Dionysian art, on the other hand, functions through music. “Through music,” says Nietzsche, “the viewer participates in an assured premonition of highest pleasure through destruction and negation, so he feels as if the innermost abyss of things spoke to him perceptibly;” this innermost abyss has a “hidden substratum of suffering and knowledge, revealed by the Dionysian.”

What kind of knowledge do we gain from seeing the Oresteia, or from watching King Lear, or from attending a Slipknot concert?

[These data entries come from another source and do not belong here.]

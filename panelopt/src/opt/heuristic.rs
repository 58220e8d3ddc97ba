use crate::opt::control::{Progress, ProgressTimer, SearchObserver, out_of_time};
use crate::opt::score::{HeuristicScorer, LayoutScorer};
use crate::opt::strategy::{
    OrderingVariant, SortStrategy, reversed, sort_by_strategy, window_shuffled,
};
use itertools::Itertools;
use log::{debug, info};
use panelcut::entities::{
    LayoutResult, PartInstance, PartSpec, StockSheetSpec, UnplacedPart, UnplacedReason,
    expand_instances,
};
use panelcut::geometry::orientation::fits_empty_sheet;
use panelcut::packing::{GuillotinePacker, PackingConfig};
use rand::rngs::SmallRng;
use rand::{Rng, SeedableRng};
use serde::{Deserialize, Serialize};
use std::time::{Duration, Instant};
use thousands::Separable;

/// Configuration of the multi strategy heuristic search
#[derive(Debug, Serialize, Deserialize, Clone, Copy, PartialEq)]
#[serde(default)]
pub struct HeuristicConfig {
    /// Number of seeded random orderings tried on top of the deterministic ones
    pub n_shuffles: usize,
    /// Occupied heights are rounded to a multiple of this (mm) to form the height bands
    pub height_band_bucket: f64,
    /// Probability of reversing a randomized ordering in the deep search
    pub reverse_probability: f64,
    /// Upper bound on the window size of the partial shuffles in the deep search
    pub max_shuffle_window: usize,
    /// Stops the deep search after this many iterations, regardless of the time budget
    pub deep_max_iterations: Option<u64>,
}

impl Default for HeuristicConfig {
    fn default() -> Self {
        Self {
            n_shuffles: 8,
            height_band_bucket: 50.0,
            reverse_probability: 0.3,
            max_shuffle_window: 6,
            deep_max_iterations: None,
        }
    }
}

/// Packs the instances in the given `order`, opening a fresh sheet whenever the previous one is full.
/// Stops when all instances are placed, the sheet quantity runs out, or a fresh sheet receives nothing.
pub fn pack_with_strategy(
    instances: &[PartInstance],
    order: &[usize],
    stock: &StockSheetSpec,
    config: &PackingConfig,
) -> LayoutResult {
    let bounds = stock.bounds();
    let (mut queue, too_large): (Vec<&PartInstance>, Vec<&PartInstance>) = order
        .iter()
        .map(|&i| &instances[i])
        .partition(|inst| fits_empty_sheet(inst, &bounds));

    let mut sheets = vec![];
    while !queue.is_empty() && sheets.len() < stock.quantity {
        let mut packer = GuillotinePacker::new(bounds, stock.kerf, *config);
        let rest = packer.pack_all(queue.iter().copied());
        if packer.is_empty() {
            //a fresh sheet does not accept anything, no point in opening more
            break;
        }
        sheets.push(packer.into_layout(&stock.id, sheets.len()));
        queue = rest;
    }

    let unplaced = UnplacedPart::summarize(
        too_large
            .into_iter()
            .map(|inst| (inst, UnplacedReason::TooLargeForSheet))
            .chain(
                queue
                    .into_iter()
                    .map(|inst| (inst, UnplacedReason::InsufficientSheetCapacity)),
            ),
    );

    LayoutResult::new(sheets, unplaced)
}

/// All deterministic and seeded orderings tried by [`pack_parts_guillotine`]
pub fn candidate_orderings(config: &HeuristicConfig, seed: u64) -> Vec<OrderingVariant> {
    let base = SortStrategy::ALL.into_iter().map(OrderingVariant::Base);
    let rev = SortStrategy::ALL.into_iter().map(OrderingVariant::Reversed);
    let shuffles = (0..config.n_shuffles as u64).map(|i| OrderingVariant::Shuffled {
        seed: seed.wrapping_add(i),
    });
    base.chain(rev)
        .chain(shuffles)
        .chain([
            OrderingVariant::CornerPriority,
            OrderingVariant::HeightBands {
                bucket: config.height_band_bucket,
            },
        ])
        .collect()
}

/// Tries every ordering of [`candidate_orderings`] and returns the best scoring result.
/// Ties are won by the ordering tried first.
pub fn pack_parts_guillotine(
    parts: &[PartSpec],
    stock: &StockSheetSpec,
    packing: &PackingConfig,
    config: &HeuristicConfig,
    seed: u64,
) -> LayoutResult {
    let start = Instant::now();
    let instances = expand_instances(parts);
    let scorer = HeuristicScorer {
        sheet_area: stock.area(),
    };

    let mut best: Option<(f64, OrderingVariant, LayoutResult)> = None;
    for variant in candidate_orderings(config, seed) {
        let order = variant.ordering(&instances);
        let result = pack_with_strategy(&instances, &order, stock, packing);
        let score = scorer.score(&result);
        debug!(
            "[HEUR] {variant}: {} sheets, {:.3}% utilization, score {score:.1}",
            result.sheet_count(),
            result.stats.utilization * 100.0
        );
        if best.as_ref().is_none_or(|(best_score, _, _)| score > *best_score) {
            best = Some((score, variant, result));
        }
    }

    let (score, variant, result) = best.expect("at least one ordering is always tried");
    info!(
        "[HEUR] best ordering: {variant}, {} sheets, {} unplaced, {:.3}% utilization ({:.3}ms)",
        result.sheet_count(),
        result.unplaced_count(),
        result.stats.utilization * 100.0,
        start.elapsed().as_secs_f64() * 1000.0
    );

    let mut result = result.with_engine("fast", Some(variant.to_string()), Some(seed));
    result.diagnostics.score = Some(score);
    result
}

/// Time boxed randomized extension of [`pack_parts_guillotine`].
/// Every iteration packs a random strategy, partially shuffled and optionally reversed.
/// Improvements are kept, cancellation is polled once per iteration.
#[allow(clippy::too_many_arguments)]
pub fn pack_parts_guillotine_deep(
    parts: &[PartSpec],
    stock: &StockSheetSpec,
    packing: &PackingConfig,
    config: &HeuristicConfig,
    seed: u64,
    time_budget: Duration,
    progress_interval: Duration,
    observer: &mut impl SearchObserver,
) -> LayoutResult {
    let start = Instant::now();
    let instances = expand_instances(parts);
    let scorer = HeuristicScorer {
        sheet_area: stock.area(),
    };
    let mut rng = SmallRng::seed_from_u64(seed);
    let mut timer = ProgressTimer::new(progress_interval);

    let mut best = pack_parts_guillotine(parts, stock, packing, config, seed);
    let baseline_score = scorer.score(&best);
    let mut best_score = baseline_score;
    let mut best_strategy = best.diagnostics.strategy.clone();

    let mut iteration: u64 = 0;
    let mut improvements: u64 = 0;
    loop {
        if observer.cancelled() {
            info!("[HEUR] deep search cancelled after {} iterations", iteration.separate_with_commas());
            break;
        }
        let exhausted = match config.deep_max_iterations {
            Some(max) => iteration >= max,
            None => out_of_time(start, time_budget),
        };
        if exhausted || instances.len() < 2 {
            break;
        }
        iteration += 1;

        let strategy = SortStrategy::ALL[rng.random_range(0..SortStrategy::ALL.len())];
        let window = rng.random_range(2..=config.max_shuffle_window.max(2));
        let sorted = sort_by_strategy(&instances, strategy);
        let mut order = window_shuffled(&instances, &sorted, window, &mut rng);
        let reverse = rng.random_bool(config.reverse_probability.clamp(0.0, 1.0));
        if reverse {
            order = reversed(&instances, &order);
        }

        let result = pack_with_strategy(&instances, &order, stock, packing);
        let score = scorer.score(&result);
        if score > best_score {
            improvements += 1;
            debug!(
                "[HEUR] deep improvement #{improvements} at iteration {iteration}: {best_score:.1} -> {score:.1}"
            );
            best = result;
            best_score = score;
            best_strategy = Some(format!(
                "deep_{strategy}_w{window}{}",
                if reverse { "_reversed" } else { "" }
            ));
        }

        if timer.due() {
            observer.progress(Progress {
                iteration,
                best_score,
                best_result: best.clone(),
                elapsed: start.elapsed(),
                temperature: None,
                improvement_count: improvements,
                baseline_score,
            });
        }
    }

    info!(
        "[HEUR] deep search finished: {} iterations, {} improvements, {} sheets ({:.3}s)",
        iteration.separate_with_commas(),
        improvements,
        best.sheet_count(),
        start.elapsed().as_secs_f64()
    );

    let mut result = best.with_engine("deep", best_strategy, Some(seed));
    result.diagnostics.iterations = iteration;
    result.diagnostics.improvements = improvements;
    result.diagnostics.score = Some(best_score);
    result.diagnostics.baseline_score = Some(baseline_score);
    result
}

#[cfg(test)]
mod tests {
    use super::*;
    use crate::opt::control::NoObserver;
    use panelcut::entities::Grain;
    use panelcut::util::assertions;

    fn stock(quantity: usize) -> StockSheetSpec {
        StockSheetSpec::new("board", 2750.0, 1830.0, quantity)
    }

    #[test]
    fn too_large_parts_are_never_packed() {
        let instances = expand_instances(&[
            PartSpec::new("huge", 3000.0, 2000.0, 1),
            PartSpec::new("ok", 500.0, 500.0, 2),
        ]);
        let order = (0..instances.len()).collect_vec();
        let result = pack_with_strategy(&instances, &order, &stock(5), &PackingConfig::default());
        assert_eq!(result.sheet_count(), 1);
        assert_eq!(result.unplaced.len(), 1);
        assert_eq!(result.unplaced[0].reason, UnplacedReason::TooLargeForSheet);
    }

    #[test]
    fn sheet_quantity_caps_the_layout() {
        // every sheet holds a single part
        let parts = [PartSpec::new("full", 2000.0, 1500.0, 3)];
        let instances = expand_instances(&parts);
        let order = (0..instances.len()).collect_vec();
        let result = pack_with_strategy(&instances, &order, &stock(2), &PackingConfig::default());
        assert_eq!(result.sheet_count(), 2);
        assert_eq!(result.unplaced_count(), 1);
        assert_eq!(
            result.unplaced[0].reason,
            UnplacedReason::InsufficientSheetCapacity
        );
        assert!(assertions::quantities_conserved(&parts, &result));
    }

    #[test]
    fn heuristic_search_is_reproducible() {
        let parts = [
            PartSpec::new("side", 720.0, 560.0, 6).with_grain(Grain::LengthLocked),
            PartSpec::new("shelf", 764.0, 520.0, 5),
            PartSpec::new("back", 1200.0, 764.0, 2),
            PartSpec::new("drawer", 450.0, 140.0, 9),
        ];
        let run = || {
            pack_parts_guillotine(
                &parts,
                &stock(10),
                &PackingConfig::default(),
                &HeuristicConfig::default(),
                7,
            )
        };
        let (a, b) = (run(), run());
        assert_eq!(a.diagnostics.strategy, b.diagnostics.strategy);
        assert_eq!(a.sheets.len(), b.sheets.len());
        for (sa, sb) in a.sheets.iter().zip(b.sheets.iter()) {
            assert_eq!(sa.placements, sb.placements);
        }
        assert!(assertions::result_is_valid(&parts, &a));
    }

    #[test]
    fn deep_search_never_loses_to_the_fast_search() {
        let parts = [
            PartSpec::new("a", 900.0, 600.0, 4),
            PartSpec::new("b", 610.0, 480.0, 7),
            PartSpec::new("c", 333.0, 250.0, 11),
        ];
        let config = HeuristicConfig {
            deep_max_iterations: Some(40),
            ..HeuristicConfig::default()
        };
        let fast = pack_parts_guillotine(&parts, &stock(10), &PackingConfig::default(), &config, 3);
        let deep = pack_parts_guillotine_deep(
            &parts,
            &stock(10),
            &PackingConfig::default(),
            &config,
            3,
            Duration::from_secs(60),
            Duration::from_secs(60),
            &mut NoObserver,
        );
        assert_eq!(deep.diagnostics.iterations, 40);
        assert!(deep.diagnostics.score.unwrap() >= fast.diagnostics.score.unwrap());
        assert!(assertions::result_is_valid(&parts, &deep));
    }
}
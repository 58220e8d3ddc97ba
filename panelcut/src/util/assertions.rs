use crate::entities::{Grain, LayoutResult, PartSpec, Placement};
use crate::geometry::geo_enums::Rotation;
use crate::geometry::{EPSILON, Rect};
use itertools::Itertools;
use log::error;

//Various checks to verify correctness of layouts
//Used in debug_assert!() blocks and tests

/// Every placement lies within `sheet`
pub fn placements_within(placements: &[Placement], sheet: &Rect) -> bool {
    placements.iter().all(|p| {
        let inside = p.x >= sheet.x_min - EPSILON
            && p.y >= sheet.y_min - EPSILON
            && p.x + p.width <= sheet.x_max + EPSILON
            && p.y + p.height <= sheet.y_max + EPSILON;
        if !inside {
            error!("placement of instance {} exceeds the sheet: {:?}", p.instance_id, p.rect());
        }
        inside
    })
}

/// No two kerf-inflated placements intersect
pub fn no_overlapping_placements(placements: &[Placement], kerf: f64) -> bool {
    placements.iter().tuple_combinations().all(|(a, b)| {
        let overlap = a.kerf_rect(kerf).overlaps(&b.rect()) || b.kerf_rect(kerf).overlaps(&a.rect());
        if overlap {
            error!(
                "instances {} and {} overlap: {:?}, {:?}",
                a.instance_id,
                b.instance_id,
                a.rect(),
                b.rect()
            );
        }
        !overlap
    })
}

/// For every part, placed + unplaced instances equals the requested quantity
pub fn quantities_conserved(parts: &[PartSpec], result: &LayoutResult) -> bool {
    parts.iter().enumerate().all(|(idx, part)| {
        let accounted = result.placed_qty_of(idx) + result.unplaced_qty_of(idx);
        if accounted != part.quantity {
            error!(
                "part {} requested {} times, {} accounted for",
                part.id, part.quantity, accounted
            );
        }
        accounted == part.quantity
    })
}

/// Grain locked parts were placed in their only allowed rotation
pub fn grain_respected(parts: &[PartSpec], result: &LayoutResult) -> bool {
    result
        .sheets
        .iter()
        .flat_map(|s| s.placements.iter())
        .all(|p| match parts[p.part_index].grain {
            Grain::Any => true,
            Grain::LengthLocked => p.rotation == Rotation::Deg0,
            Grain::WidthLocked => p.rotation == Rotation::Deg90,
        })
}

/// All layout invariants of a result at once
pub fn result_is_valid(parts: &[PartSpec], result: &LayoutResult) -> bool {
    result.sheets.iter().all(|s| {
        placements_within(&s.placements, &s.bounds())
            && no_overlapping_placements(&s.placements, s.kerf)
    }) && quantities_conserved(parts, result)
        && grain_respected(parts, result)
}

We do, as Aristotle says, achieve some kind of catharsis, or purging, of unclean emotions; yes; but, I think Nietzsche advances our understanding of the knowledge of tragedy even further: “the metaphysical joy in the tragic is a translation of the instinctive unconscious Dionysian wisdom into the language of images;” those who enter the Dionysian become, for a moment, “primordial being itself, feeling its raging desire for existence and joy in existence…. We are pierced by the maddening stings of these pains just when we have become, as it were, one with the joy in primordial existence, and when we anticipate, in Dionysian ecstasy, the indestructability and eternity of this joy.” That is, Nietzsche doesn’t say that only when fear and pity have been purged do we gain some kind of knowledge; no, “in spite of fear and pity, we are the happy living beings, not as individuals, but as the one living being, with whose creative joy we are united.” This rapturous joy is something of what Dmitri lives in The Brothers Karamazov: “I’m a Karamazov. For when I do leap into the pit, I go headlong with my heels up, and am pleased to be falling in that degraded attitude, and pride myself upon it. And in the very depths of that degradation I begin a hymn of praise.” I can’t help but draw parallels between the Dionysian abyss and the Psalmist: “De profundis clamavi ad te Domine;” or Job, scraping his back with a potsherd; in such tragic moments, “Man, jack, joke, poor potsherd, / Patch, matchwood, immortal diamond, / Is immortal diamond.”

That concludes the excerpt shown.